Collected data

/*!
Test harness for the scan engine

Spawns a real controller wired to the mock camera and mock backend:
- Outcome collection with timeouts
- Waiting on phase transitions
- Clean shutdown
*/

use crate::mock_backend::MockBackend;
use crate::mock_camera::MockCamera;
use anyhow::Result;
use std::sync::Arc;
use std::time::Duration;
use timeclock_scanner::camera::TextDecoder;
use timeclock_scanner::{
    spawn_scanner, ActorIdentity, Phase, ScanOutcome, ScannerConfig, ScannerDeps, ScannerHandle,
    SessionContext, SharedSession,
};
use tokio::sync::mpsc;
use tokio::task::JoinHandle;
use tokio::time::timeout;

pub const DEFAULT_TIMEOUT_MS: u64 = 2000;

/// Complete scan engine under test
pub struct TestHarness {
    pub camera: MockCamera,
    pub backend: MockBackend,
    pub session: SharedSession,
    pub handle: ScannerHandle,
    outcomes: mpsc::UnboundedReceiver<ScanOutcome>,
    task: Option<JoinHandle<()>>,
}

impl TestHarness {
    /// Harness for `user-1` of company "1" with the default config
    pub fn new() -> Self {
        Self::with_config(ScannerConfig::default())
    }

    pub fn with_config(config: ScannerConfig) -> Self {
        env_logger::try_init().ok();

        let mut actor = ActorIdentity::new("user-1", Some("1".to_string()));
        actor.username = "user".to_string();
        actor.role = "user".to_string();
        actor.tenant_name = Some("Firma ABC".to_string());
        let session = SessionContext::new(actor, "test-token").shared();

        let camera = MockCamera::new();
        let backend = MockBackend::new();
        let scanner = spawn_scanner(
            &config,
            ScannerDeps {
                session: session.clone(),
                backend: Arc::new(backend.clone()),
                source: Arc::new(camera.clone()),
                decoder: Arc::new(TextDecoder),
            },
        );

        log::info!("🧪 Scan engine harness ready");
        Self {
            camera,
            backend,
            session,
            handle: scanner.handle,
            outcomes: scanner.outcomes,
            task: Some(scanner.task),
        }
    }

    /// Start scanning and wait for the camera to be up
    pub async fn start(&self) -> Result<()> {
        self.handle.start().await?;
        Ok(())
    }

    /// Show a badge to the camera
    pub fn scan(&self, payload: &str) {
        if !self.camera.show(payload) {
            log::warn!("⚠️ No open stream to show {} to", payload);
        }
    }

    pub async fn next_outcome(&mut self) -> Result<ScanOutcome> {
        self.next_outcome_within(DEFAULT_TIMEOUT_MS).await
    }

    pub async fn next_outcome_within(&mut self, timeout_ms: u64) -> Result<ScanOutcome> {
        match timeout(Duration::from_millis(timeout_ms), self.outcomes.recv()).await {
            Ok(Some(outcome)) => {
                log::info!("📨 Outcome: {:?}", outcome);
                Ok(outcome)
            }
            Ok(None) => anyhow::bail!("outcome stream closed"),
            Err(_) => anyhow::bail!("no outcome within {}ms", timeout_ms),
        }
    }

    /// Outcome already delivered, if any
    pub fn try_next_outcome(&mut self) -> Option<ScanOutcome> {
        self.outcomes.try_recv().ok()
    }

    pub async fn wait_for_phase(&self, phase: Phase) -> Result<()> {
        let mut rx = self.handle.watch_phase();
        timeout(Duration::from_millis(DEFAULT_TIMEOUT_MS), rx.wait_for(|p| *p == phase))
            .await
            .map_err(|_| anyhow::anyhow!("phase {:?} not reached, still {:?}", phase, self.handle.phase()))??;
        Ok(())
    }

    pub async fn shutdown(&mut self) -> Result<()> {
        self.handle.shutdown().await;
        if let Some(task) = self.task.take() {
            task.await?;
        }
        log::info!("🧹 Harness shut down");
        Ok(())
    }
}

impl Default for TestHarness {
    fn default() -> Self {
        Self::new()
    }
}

...

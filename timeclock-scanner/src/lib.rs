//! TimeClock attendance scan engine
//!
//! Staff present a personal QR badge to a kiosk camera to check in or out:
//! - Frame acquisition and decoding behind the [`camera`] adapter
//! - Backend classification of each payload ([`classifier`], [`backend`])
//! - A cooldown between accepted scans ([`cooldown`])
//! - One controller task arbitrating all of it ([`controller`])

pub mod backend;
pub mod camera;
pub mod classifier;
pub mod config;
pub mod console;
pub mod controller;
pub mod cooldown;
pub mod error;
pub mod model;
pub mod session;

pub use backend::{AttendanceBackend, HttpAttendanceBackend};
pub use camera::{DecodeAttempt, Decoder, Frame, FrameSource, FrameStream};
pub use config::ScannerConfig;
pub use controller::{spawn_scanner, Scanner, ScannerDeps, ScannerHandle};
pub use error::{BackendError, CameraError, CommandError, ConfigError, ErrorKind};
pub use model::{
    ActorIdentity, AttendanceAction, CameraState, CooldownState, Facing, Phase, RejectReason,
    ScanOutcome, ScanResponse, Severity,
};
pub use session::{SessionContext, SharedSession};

◆ **Work instruction**
Which lines above run from the one containing "use anyhow::Result;" down to the one containing "camera to be up"? Repeat exactly those, both ends included, and nothing else.

◆ **Output for this exercise**
use anyhow::Result;
use std::sync::Arc;
use std::time::Duration;
use timeclock_scanner::camera::TextDecoder;
use timeclock_scanner::{
    spawn_scanner, ActorIdentity, Phase, ScanOutcome, ScannerConfig, ScannerDeps, ScannerHandle,
    SessionContext, SharedSession,
};
use tokio::sync::mpsc;
use tokio::task::JoinHandle;
use tokio::time::timeout;

pub const DEFAULT_TIMEOUT_MS: u64 = 2000;

/// Complete scan engine under test
pub struct TestHarness {
    pub camera: MockCamera,
    pub backend: MockBackend,
    pub session: SharedSession,
    pub handle: ScannerHandle,
    outcomes: mpsc::UnboundedReceiver<ScanOutcome>,
    task: Option<JoinHandle<()>>,
}

impl TestHarness {
    /// Harness for `user-1` of company "1" with the default config
    pub fn new() -> Self {
        Self::with_config(ScannerConfig::default())
    }

    pub fn with_config(config: ScannerConfig) -> Self {
        env_logger::try_init().ok();

        let mut actor = ActorIdentity::new("user-1", Some("1".to_string()));
        actor.username = "user".to_string();
        actor.role = "user".to_string();
        actor.tenant_name = Some("Firma ABC".to_string());
        let session = SessionContext::new(actor, "test-token").shared();

        let camera = MockCamera::new();
        let backend = MockBackend::new();
        let scanner = spawn_scanner(
            &config,
            ScannerDeps {
                session: session.clone(),
                backend: Arc::new(backend.clone()),
                source: Arc::new(camera.clone()),
                decoder: Arc::new(TextDecoder),
            },
        );

        log::info!("🧪 Scan engine harness ready");
        Self {
            camera,
            backend,
            session,
            handle: scanner.handle,
            outcomes: scanner.outcomes,
            task: Some(scanner.task),
        }
    }

    /// Start scanning and wait for the camera to be up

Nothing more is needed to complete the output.